Learn how vaccines are made and how they work. Review the concept of herd immunity and why it’s so important. Recognize the reasons behind vaccine hesitancy and why it matters and may enable the spread of disease.
Recently I started listening to podcasts from AXIOS, an online news source, and have especially enjoyed their coverage of science in general and specifically the COVID-19 pandemic.
They produced 5 short videos explaining the coronavirus vaccine that I found informative and want to share with you . Each is less than 5 minutes so in about 25 minutes you will learn much about the vaccine and hopefully be more confident in your decision to get vaccinated yourself, as I and my husband have been.
Here’s the intro from AXIOS and a link to the page where you can access all 5 videos. Below I have given you an outline so you know a little of what is in each episode, but I do recommend you listen to all of them in order. They are even appropriate for kids.
(The cover photo is a scanning electron microscope image of SARS-CoV-2 (orange)—also known as 2019-nCoV, the virus that causes COVID-19—isolated from a patient in the U.S., emerging from the surface of cells (green) cultured in the lab. Credit: National Institute of Allergy and Infectious Diseases-Rocky Mountain Laboratories, NIH)
Vaccines have been used for centuries to fight disease but hesitancy and disinformation about them are spreading, jeopardizing the global fight against measles, COVID-19 and other diseases.

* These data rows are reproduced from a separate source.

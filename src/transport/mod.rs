//! Playback transport.
//!
//! Two domains connected only by a typed mailbox:
//! - [`Sequencer`] runs on the caller's thread and mirrors the clock
//! - [`SequencerEngine`] runs on the audio side and owns playback state

pub mod clock;
mod engine;
pub mod midi_out;
pub mod protocol;
mod sequencer;

pub use clock::{AudioClock, HighResolutionClock, ManualClock, SampleClock};
pub use engine::SequencerEngine;
pub use midi_out::{MidiOutput, RecordingOutput, TraceOutput};
pub use protocol::{connect, Command, ControlEndpoint, EngineEndpoint, Reply, SongChange};
pub use sequencer::{Sequencer, SequencerEvent};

Axios’ science and health journalists will help you understand vaccines — how they work, how they’re tested and distributed, and where vaccine technology is headed.
This illustration, created at the Centers for Disease Control and Prevention (CDC), reveals ultrastructural morphology exhibited by coronaviruses. Note the spikes that adorn the outer surface of the virus, which impart the look of a corona surrounding the virion, when viewed electron microscopically. In this view, the protein particles E, S, and M, also located on the outer surface of the particle, have all been labeled as well. A novel coronavirus, named Severe Acute Respiratory Syndrome coronavirus 2 (SARS-CoV-2), was identified as the cause of an outbreak of respiratory illness first detected in Wuhan, China in 2019. The illness caused by this virus has been named coronavirus disease 2019 (COVID-19). CDC/ Alissa Eckert, MS; Dan Higgins, MAMS, public domain
1. Vaccine basics
Learn how vaccines are made and how they work. Understand the immune system-T cells and antibodies.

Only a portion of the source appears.